Now let us revisit our all important question, which is not about intra-country affairs but inter-country. How does it hit the country if the newly printed money is given outside? Consider the same example where the country’s wealth is Rs.1000 (Assume in lakhs, crores or whatever), the debt is in the form of a debt instrument which is worth Rs.1000.  Assume new rupee notes are printed for Rs.1000. Whether the note is given to a lender from another country or circulated in own economy is immaterial as the note will come back on exchange and moreover it is this particular country’s currency. Now, since you have 2000Rs instead of 1000Rs, the value of the rupee note is reduced to half of the original amount.  Then the creditor ( initially for Rs.1000) will now demand twice the amount (Rs.2000).  Again, you face shortage / debt as you printed only Rs.1000 but the lender is demanding Rs.2000  Puriyalayle? Enakkumthan!!. If you conclude that the only solution is to print more bank notes, then you will reach a point of nowhere.

Thus we understand that printing of currency doesn’t solve debt crisis.  But does that mean it is not practically done? The answer is NO. If you are really interested to know in detail kindly read about German currency inflation crisis during World War II and Zimbabwe inflation crisis, once you are done with this article.

Remember, the example I gave should be considered extremely basic, and one should appreciate that a country has much more wealth than a cell phone and circulating currency enormously above Rs.1000!!  If you had asked our primary question to any knowledgeable person, he would have answered you in simple terms that it will lead to inflation.  A complicated idea has been beautifully fitted into one word called inflation.  

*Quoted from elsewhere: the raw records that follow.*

//! Retry backoff computation.

use std::time::Duration;

use veriflow_types::BackoffStrategy;

/// Compute the delay before retry `attempt` (1-based).
///
/// - `fixed`: always the base delay
/// - `linear`: base delay multiplied by the attempt number
/// - `exponential`: base delay doubled per attempt
///
/// Every strategy is capped at `max`.
pub fn backoff_delay(
    strategy: BackoffStrategy,
    attempt: u32,
    base: Duration,
    max: Duration,
) -> Duration {
    let attempt = attempt.max(1);

    let delay = match strategy {
        BackoffStrategy::Fixed => base,
        BackoffStrategy::Linear => base.checked_mul(attempt).unwrap_or(max),
        BackoffStrategy::Exponential => {
            let factor = 1u32.checked_shl(attempt - 1).unwrap_or(u32::MAX);
            base.checked_mul(factor).unwrap_or(max)
        }
    };

    std::cmp::min(delay, max)
}
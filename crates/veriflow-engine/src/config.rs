//! Workflow engine configuration.

use serde::Deserialize;

use crate::error::EngineResult;

/// Engine configuration loaded from environment variables.
///
/// Environment variables are prefixed with `VERIFLOW_ENGINE_`:
/// - `VERIFLOW_ENGINE_MAX_CONCURRENT_WORKFLOWS`: active-workflow ceiling (default: 50)
/// - `VERIFLOW_ENGINE_DEFAULT_TIMEOUT_MS`: workflow deadline (default: 3600000)
/// - `VERIFLOW_ENGINE_RETRY_ATTEMPTS`: per-step retry ceiling (default: 3)
/// - `VERIFLOW_ENGINE_RETRY_DELAY_MS`: delay before a step retry (default: 1000)
/// - `VERIFLOW_ENGINE_EVENT_CAPACITY`: event bus channel capacity (default: 1024)
#[derive(Debug, Clone, Deserialize)]
pub struct EngineConfig {
    /// Maximum number of simultaneously active ({pending, running})
    /// workflow instances.
    #[serde(default = "default_max_concurrent_workflows")]
    pub max_concurrent_workflows: usize,

    /// Default workflow timeout in milliseconds, applied when a start
    /// request does not override it.
    #[serde(default = "default_timeout_ms")]
    pub default_timeout_ms: u64,

    /// How many times a failed retryable step is re-attempted.
    #[serde(default = "default_retry_attempts")]
    pub retry_attempts: u32,

    /// Delay before a failed step is re-enqueued, in milliseconds.
    #[serde(default = "default_retry_delay_ms")]
    pub retry_delay_ms: u64,

    /// Event bus channel capacity.
    #[serde(default = "default_event_capacity")]
    pub event_capacity: usize,
}

fn default_max_concurrent_workflows() -> usize {
    50
}

fn default_timeout_ms() -> u64 {
    3_600_000
}

fn default_retry_attempts() -> u32 {
    3
}

fn default_retry_delay_ms() -> u64 {
    1000
}

fn default_event_capacity() -> usize {
    1024
}

impl EngineConfig {
    /// Load configuration from environment variables.
    pub fn from_env() -> EngineResult<Self> {
        Ok(envy::prefixed("VERIFLOW_ENGINE_").from_env::<EngineConfig>()?)
    }
}

impl Default for EngineConfig {
    fn default() -> Self {
        Self {
            max_concurrent_workflows: default_max_concurrent_workflows(),
            default_timeout_ms: default_timeout_ms(),
            retry_attempts: default_retry_attempts(),
            retry_delay_ms: default_retry_delay_ms(),
            event_capacity: default_event_capacity(),
        }
    }
}
impl SchedulerInner {
    async fn schedule_task(&self, request: TaskRequest) -> SchedulerResult<Uuid> {
        let now = self.clock.now();
        let scheduled_at = request.scheduled_at.unwrap_or_else(|| {
            now + chrono::Duration::milliseconds(self.config.default_delay_ms as i64)
        });

        let mut task = ScheduledTask::new(
            &request.task_type,
            request.payload,
            request.priority,
            scheduled_at,
            now,
        );
        task.max_retries = request.max_retries;

        let task_id = task.id;
        let task_type = task.task_type.clone();
        // Past schedule times run immediately, never with a negative delay
        let ready_at = scheduled_at.max(now);

        self.tasks.write().await.insert(task_id, task.clone());
        self.queue
            .push(task_id, ready_at, request.priority.weight())
            .await;

        self.metrics.lock().await.tasks_scheduled += 1;
        self.events.publish(OrchestrationEvent::TaskScheduled {
            task_id,
            task_type: task_type.clone(),
            scheduled_at,
        });
        self.persist_task(&task).await;

        tracing::debug!(
            %task_id,
            task_type = %task_type,
            priority = %request.priority,
            %scheduled_at,
            "task scheduled"
        );
        Ok(task_id)
    }

    async fn execute_recurring_job(&self, job_id: Uuid) -> SchedulerResult<Option<Uuid>> {
        let request = {
            let jobs = self.jobs.read().await;
            let job = jobs
                .get(&job_id)
                .ok_or(SchedulerError::RecurringJobNotFound(job_id))?;

            if !job.is_active {
                tracing::debug!(%job_id, "skipping fire of paused job");
                return Ok(None);
            }

            TaskRequest {
                task_type: job.task_type.clone(),
                payload: job.task_payload.clone(),
                priority: job.priority,
                scheduled_at: None,
                max_retries: job.max_retries,
            }
        };

        match self.schedule_task(request).await {
            Ok(task_id) => {
                let now = self.clock.now();
                let (run_count, snapshot) = {
                    let mut jobs = self.jobs.write().await;
                    match jobs.get_mut(&job_id) {
                        Some(job) => {
                            job.run_count += 1;
                            job.last_run = Some(now);
                            job.next_run = normalize_cron(&job.schedule)
                                .and_then(|expr| next_occurrence(&expr, now))
                                .unwrap_or(None);
                            (job.run_count, Some(job.clone()))
                        }
                        // Job was cancelled while the task was being queued
                        None => (0, None),
                    }
                };

                if let Some(job) = snapshot {
                    self.events.publish(OrchestrationEvent::RecurringJobExecuted {
                        job_id,
                        task_id,
                        run_count,
                    });
                    self.persist_job(&job).await;
                }

                Ok(Some(task_id))
            }
            Err(e) => {
                self.events.publish(OrchestrationEvent::RecurringJobFailed {
                    job_id,
                    error: e.to_string(),
                });
                Err(e)
            }
        }
    }

    /// Drain the queue, running up to `concurrency` tasks at once. A single
    /// task's failure never stops the pool; the loop ends when the
    /// scheduler is dropped or shut down.
    async fn dispatch_loop(weak: Weak<SchedulerInner>) {
        loop {
            let Some(inner) = weak.upgrade() else {
                break;
            };

            let now = inner.clock.now();
            if let Some(task_id) = inner.queue.pop_ready(now).await {
                let Ok(permit) = inner.workers.clone().acquire_owned().await else {
                    break;
                };
                let runner = inner.clone();
                tokio::spawn(async move {
                    let _permit = permit;
                    runner.run_task(task_id).await;
                });
                continue;
            }

            let wait = inner
                .queue
                .next_wakeup(now)
                .await
                .unwrap_or(DISPATCH_TICK)
                .min(DISPATCH_TICK);
            drop(inner);

            let Some(inner) = weak.upgrade() else {
                break;
            };
            tokio::select! {
                _ = tokio::time::sleep(wait) => {}
                _ = inner.queue.notified() => {}
            }
        }

        tracing::debug!("task dispatcher stopped");
    }

    async fn run_task(&self, task_id: Uuid) {
        let task = {
            let mut tasks = self.tasks.write().await;
            let Some(task) = tasks.get_mut(&task_id) else {
                return;
            };
            // Cancelled (or otherwise settled) while queued
            if !matches!(task.status, TaskStatus::Scheduled | TaskStatus::Retrying) {
                return;
            }
            task.status = TaskStatus::Running;
            task.started_at = Some(self.clock.now());
            task.clone()
        };

        tracing::debug!(%task_id, task_type = %task.task_type, "executing task");

        match self.registry.execute(&task).await {
            Ok(result) => self.finish_success(task_id, result).await,
            Err(SchedulerError::UnknownTaskType(task_type)) => {
                tracing::error!(%task_id, task_type = %task_type, "unknown task type");
                self.finish_failure(task_id, format!("Unknown task type: {task_type}"), false)
                    .await;
            }
            Err(e) => self.finish_failure(task_id, e.to_string(), true).await,
        }
    }

    async fn finish_success(&self, task_id: Uuid, result: serde_json::Value) {
        let outcome = {
            let mut tasks = self.tasks.write().await;
            let Some(task) = tasks.get_mut(&task_id) else {
                return;
            };
            // A cancellation that raced the handler wins; drop the result
            if task.status == TaskStatus::Cancelled {
                return;
            }

            let now = self.clock.now();
            task.status = TaskStatus::Completed;
            task.completed_at = Some(now);
            task.result = Some(result);
            task.error = None;

            let duration_ms = task
                .started_at
                .map(|s| now.signed_duration_since(s).num_milliseconds().max(0) as u64)
                .unwrap_or(0);
            (duration_ms, task.clone())
        };

        let (duration_ms, task) = outcome;
        self.metrics.lock().await.record_completed(duration_ms);
        self.events.publish(OrchestrationEvent::TaskCompleted {
            task_id,
            duration_ms,
        });
        self.persist_task(&task).await;

        tracing::debug!(%task_id, duration_ms, "task completed");
    }

    async fn finish_failure(&self, task_id: Uuid, message: String, retryable: bool) {
        let mut events = Vec::new();
        let mut failed = false;
        let mut persist = None;

        {
            let mut tasks = self.tasks.write().await;
            let Some(task) = tasks.get_mut(&task_id) else {
                return;
            };
            if task.status == TaskStatus::Cancelled {
                return;
            }

            let now = self.clock.now();
            let max_retries = task.max_retries.unwrap_or(self.config.max_retries);

            if retryable && task.retry_count < max_retries {
                task.retry_count += 1;
                task.status = TaskStatus::Retrying;
                task.error = Some(message.clone());

                let delay = backoff_delay(
                    self.config.backoff_strategy,
                    task.retry_count,
                    Duration::from_millis(self.config.retry_delay_ms),
                    Duration::from_millis(self.config.max_retry_delay_ms),
                );
                let ready_at = now
                    + chrono::Duration::from_std(delay)
                        .unwrap_or_else(|_| chrono::Duration::zero());

                tracing::warn!(
                    %task_id,
                    attempt = task.retry_count,
                    max_retries,
                    delay_ms = delay.as_millis() as u64,
                    error = %message,
                    "task failed, retry scheduled"
                );

                let weight = task.priority.weight();
                persist = Some(task.clone());
                drop(tasks);
                self.queue.push(task_id, ready_at, weight).await;
            } else {
                task.status = TaskStatus::Failed;
                task.error = Some(message.clone());
                task.completed_at = Some(now);
                failed = true;
                persist = Some(task.clone());

                tracing::error!(%task_id, error = %message, "task failed permanently");
                events.push(OrchestrationEvent::TaskFailed {
                    task_id,
                    error: message,
                });
            }
        }

        if failed {
            self.metrics.lock().await.tasks_failed += 1;
        }
        for event in events {
            self.events.publish(event);
        }
        if let Some(task) = persist {
            self.persist_task(&task).await;
        }
    }

    /// Periodic purge of terminal tasks past the retention window.
    async fn cleanup_loop(weak: Weak<SchedulerInner>) {
        loop {
            let interval = match weak.upgrade() {
                Some(inner) => Duration::from_millis(inner.config.cleanup_interval_ms),
                None => break,
            };

            tokio::time::sleep(interval).await;

            let Some(inner) = weak.upgrade() else {
                break;
            };
            inner.purge_expired().await;
        }
    }

    async fn purge_expired(&self) -> usize {
        let cutoff =
            self.clock.now() - chrono::Duration::milliseconds(self.config.retention_ms as i64);

        let mut tasks = self.tasks.write().await;
        let before = tasks.len();
        tasks.retain(|_, task| {
            !(task.status.is_terminal()
                && task.completed_at.map(|c| c < cutoff).unwrap_or(false))
        });
        let removed = before - tasks.len();

        if removed > 0 {
            tracing::info!(removed, "purged expired terminal tasks");
        }
        removed
    }

    async fn persist_task(&self, task: &ScheduledTask) {
        if let Some(gateway) = &self.persistence {
            if let Err(e) = gateway.save_task(task).await {
                tracing::warn!(task_id = %task.id, error = %e, "persistence write failed");
            }
        }
    }

    async fn persist_job(&self, job: &RecurringJob) {
        if let Some(gateway) = &self.persistence {
            if let Err(e) = gateway.save_job(job).await {
                tracing::warn!(job_id = %job.id, error = %e, "persistence write failed");
            }
        }
    }
}
//! Narrow contracts for the external services consumed by the core.
//!
//! The engine and scheduler never talk to transports directly: task work,
//! approvals, notification delivery, persistence, and wall-clock time all
//! arrive through these traits so deployments (and tests) can swap
//! implementations freely.

use std::collections::HashMap;

use async_trait::async_trait;
use chrono::{DateTime, Utc};
use serde::{Deserialize, Serialize};
use thiserror::Error;

use crate::task::{RecurringJob, ScheduledTask};
use crate::workflow::WorkflowInstance;

/// Errors surfaced by collaborator implementations.
#[derive(Debug, Error)]
pub enum CollaboratorError {
    /// The collaborator ran but the work failed.
    #[error("Execution failed: {0}")]
    ExecutionFailed(String),

    /// The collaborator did not respond in time.
    #[error("Execution timed out after {0} ms")]
    Timeout(u64),

    /// An approval was explicitly rejected.
    #[error("Rejected: {0}")]
    Rejected(String),

    /// The step or task configuration was unusable.
    #[error("Configuration error: {0}")]
    Configuration(String),

    /// Payload serialization error.
    #[error("Serialization error: {0}")]
    Serialization(#[from] serde_json::Error),
}

/// Executes `task` steps against whatever backs them (service calls,
/// document processing, control checks).
#[async_trait]
pub trait TaskExecutor: Send + Sync {
    async fn run(
        &self,
        config: &serde_json::Value,
        context: &HashMap<String, serde_json::Value>,
    ) -> Result<serde_json::Value, CollaboratorError>;
}

/// Requests an approval decision for `approval` steps.
#[async_trait]
pub trait ApprovalService: Send + Sync {
    async fn request(
        &self,
        config: &serde_json::Value,
        context: &HashMap<String, serde_json::Value>,
    ) -> Result<serde_json::Value, CollaboratorError>;
}

/// Notification assembled from a `notification` step's configuration.
#[derive(Debug, Clone, Serialize, Deserialize)]
pub struct Notification {
    pub subject: String,
    #[serde(default)]
    pub body: String,
    /// Channel identifiers understood by the gateway (e.g. "email",
    /// "slack").
    #[serde(default)]
    pub channels: Vec<String>,
    #[serde(skip_serializing_if = "Option::is_none")]
    pub data: Option<serde_json::Value>,
}

/// Delivery outcome for a single channel.
#[derive(Debug, Clone, Serialize, Deserialize)]
pub struct ChannelDelivery {
    pub channel: String,
    pub delivered: bool,
    #[serde(skip_serializing_if = "Option::is_none")]
    pub detail: Option<String>,
}

/// Sends notifications on behalf of `notification` steps and scheduler
/// handlers. Partial success (some channels delivered) is a valid outcome,
/// not an error.
#[async_trait]
pub trait NotificationGateway: Send + Sync {
    async fn send(
        &self,
        notification: &Notification,
    ) -> Result<Vec<ChannelDelivery>, CollaboratorError>;
}

/// Optional write-through persistence. The engine and scheduler operate
/// fully in memory when no gateway is configured; the load methods default
/// to empty so write-only gateways stay trivial to implement.
#[async_trait]
pub trait PersistenceGateway: Send + Sync {
    async fn save_instance(&self, instance: &WorkflowInstance) -> Result<(), CollaboratorError>;
    async fn save_task(&self, task: &ScheduledTask) -> Result<(), CollaboratorError>;
    async fn save_job(&self, job: &RecurringJob) -> Result<(), CollaboratorError>;

    async fn load_instances(&self) -> Result<Vec<WorkflowInstance>, CollaboratorError> {
        Ok(Vec::new())
    }

    async fn load_tasks(&self) -> Result<Vec<ScheduledTask>, CollaboratorError> {
        Ok(Vec::new())
    }

    async fn load_jobs(&self) -> Result<Vec<RecurringJob>, CollaboratorError> {
        Ok(Vec::new())
    }
}

/// Wall-clock source, injected for testability.
pub trait Clock: Send + Sync {
    fn now(&self) -> DateTime<Utc>;
}

/// System clock backed by `chrono::Utc`.
#[derive(Debug, Clone, Copy, Default)]
pub struct SystemClock;

impl Clock for SystemClock {
    fn now(&self) -> DateTime<Utc> {
        Utc::now()
    }
}
//! Veriflow Workflow Engine
//!
//! Stateful execution engine for multi-step compliance processes:
//!
//! - **Engine**: owns workflow instances, runs the step state machine, and
//!   exposes lifecycle control (start/pause/resume/cancel)
//! - **Executor**: dispatches a single step to its type handler (task,
//!   approval, notification, condition, parallel, delay)
//! - **Condition**: fixed, safe interpreter for declarative conditions
//! - **Queue processing**: an intent channel drained under a global
//!   concurrency ceiling; retries re-enter the queue after a delay
//!
//! External work (task execution, approvals, notification delivery,
//! persistence) is reached exclusively through the collaborator traits in
//! `veriflow-types`; the engine itself is fully in-memory.

pub mod condition;
pub mod config;
pub mod engine;
pub mod error;
pub mod executor;
pub mod metrics;

pub use condition::ConditionEvaluator;
pub use config::EngineConfig;
pub use engine::{StartOptions, WorkflowEngine};
pub use error::{EngineError, EngineResult};
pub use executor::StepExecutor;
pub use metrics::EngineMetrics;
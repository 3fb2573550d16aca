//! Priority queue with delayed readiness.
//!
//! Tasks enter with a `ready_at` time and a priority weight. `pop_ready`
//! promotes everything whose time has come and hands back the
//! highest-weight entry, FIFO within a weight. The queue stores only task
//! ids; task state lives in the scheduler's registry.

use std::cmp::Ordering;
use std::collections::BinaryHeap;
use std::time::Duration;

use chrono::{DateTime, Utc};
use tokio::sync::{futures::Notified, Mutex, Notify};
use uuid::Uuid;

#[derive(Debug, Clone)]
struct Entry {
    ready_at: DateTime<Utc>,
    weight: i32,
    seq: u64,
    task_id: Uuid,
}

/// Min-heap ordering on `ready_at` (earliest first).
#[derive(Debug)]
struct DelayedEntry(Entry);

impl PartialEq for DelayedEntry {
    fn eq(&self, other: &Self) -> bool {
        self.0.seq == other.0.seq
    }
}

impl Eq for DelayedEntry {}

impl PartialOrd for DelayedEntry {
    fn partial_cmp(&self, other: &Self) -> Option<Ordering> {
        Some(self.cmp(other))
    }
}

impl Ord for DelayedEntry {
    fn cmp(&self, other: &Self) -> Ordering {
        other
            .0
            .ready_at
            .cmp(&self.0.ready_at)
            .then(other.0.seq.cmp(&self.0.seq))
    }
}

/// Max-heap ordering on weight, FIFO (sequence) within a weight.
#[derive(Debug)]
struct ReadyEntry(Entry);

impl PartialEq for ReadyEntry {
    fn eq(&self, other: &Self) -> bool {
        self.0.seq == other.0.seq
    }
}

impl Eq for ReadyEntry {}

impl PartialOrd for ReadyEntry {
    fn partial_cmp(&self, other: &Self) -> Option<Ordering> {
        Some(self.cmp(other))
    }
}

impl Ord for ReadyEntry {
    fn cmp(&self, other: &Self) -> Ordering {
        self.0
            .weight
            .cmp(&other.0.weight)
            .then(other.0.seq.cmp(&self.0.seq))
    }
}

#[derive(Debug, Default)]
struct Inner {
    delayed: BinaryHeap<DelayedEntry>,
    ready: BinaryHeap<ReadyEntry>,
    seq: u64,
}

/// Delay-aware priority queue feeding the worker pool.
#[derive(Debug)]
pub struct TaskQueue {
    inner: Mutex<Inner>,
    notify: Notify,
}

impl TaskQueue {
    pub fn new() -> Self {
        Self {
            inner: Mutex::new(Inner::default()),
            notify: Notify::new(),
        }
    }

    /// Enqueue a task id, waking the dispatcher.
    pub async fn push(&self, task_id: Uuid, ready_at: DateTime<Utc>, weight: i32) {
        {
            let mut inner = self.inner.lock().await;
            inner.seq += 1;
            let seq = inner.seq;
            inner.delayed.push(DelayedEntry(Entry {
                ready_at,
                weight,
                seq,
                task_id,
            }));
        }
        self.notify.notify_one();
    }

    /// Pop the highest-priority task whose `ready_at` has passed.
    pub async fn pop_ready(&self, now: DateTime<Utc>) -> Option<Uuid> {
        let mut inner = self.inner.lock().await;
        Self::promote(&mut inner, now);
        inner.ready.pop().map(|e| e.0.task_id)
    }

    /// Time until the next delayed entry becomes ready. `None` when the
    /// queue is empty; zero when something is already ready.
    pub async fn next_wakeup(&self, now: DateTime<Utc>) -> Option<Duration> {
        let mut inner = self.inner.lock().await;
        Self::promote(&mut inner, now);

        if !inner.ready.is_empty() {
            return Some(Duration::ZERO);
        }

        inner.delayed.peek().map(|e| {
            e.0.ready_at
                .signed_duration_since(now)
                .to_std()
                .unwrap_or(Duration::ZERO)
        })
    }

    /// Future resolved the next time an entry is pushed.
    pub fn notified(&self) -> Notified<'_> {
        self.notify.notified()
    }

    fn promote(inner: &mut Inner, now: DateTime<Utc>) {
        while let Some(next) = inner.delayed.peek() {
            if next.0.ready_at > now {
                break;
            }
            if let Some(entry) = inner.delayed.pop() {
                inner.ready.push(ReadyEntry(entry.0));
            }
        }
    }
}

impl Default for TaskQueue {
    fn default() -> Self {
        Self::new()
    }
}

The concept of printing money to get rid of national debt is not impractical to execute. To understand this let us consider a more meaningful example.  A country is indebted for Rs.100crores, it prints money for Rs.100 crores and settles the debt in the short run.  Consequences will be that the rupee value will heavily deteriorate, exchange rate may drop from 1$ = 45Rs to 1$ = 55Rs. over a period of time (i.e. I have to pay more of rupees to buy 1 dollar).  Many people will get affected by the decrease in the rupee value terms.  For instance, consider an importer who initially had to pay Rs.450 for a credit purchase, now should pay Rs.550. He requires more currency and will resort to banks for borrowings, this will in turn require RBI to print more notes (which will now form an inflationary cycle).

Another instance will be where a person who rendered service, agreed to receive Rs.4500 next month.  He desired to pay his monthly house rent of Rs.4500 with the receivable amount.  Due to inflation, the rent increases to Rs.5500, and so he will be forced to borrow Rs.1000 from bank and the cycle starts.  

This will continue and may reach a point where a loaf of bread will cost Rs.1000?! Thus the solution for debt crisis is not printing money but purely increased human efforts, productivity and efficiency. Hence proved, LHS=RHS!!!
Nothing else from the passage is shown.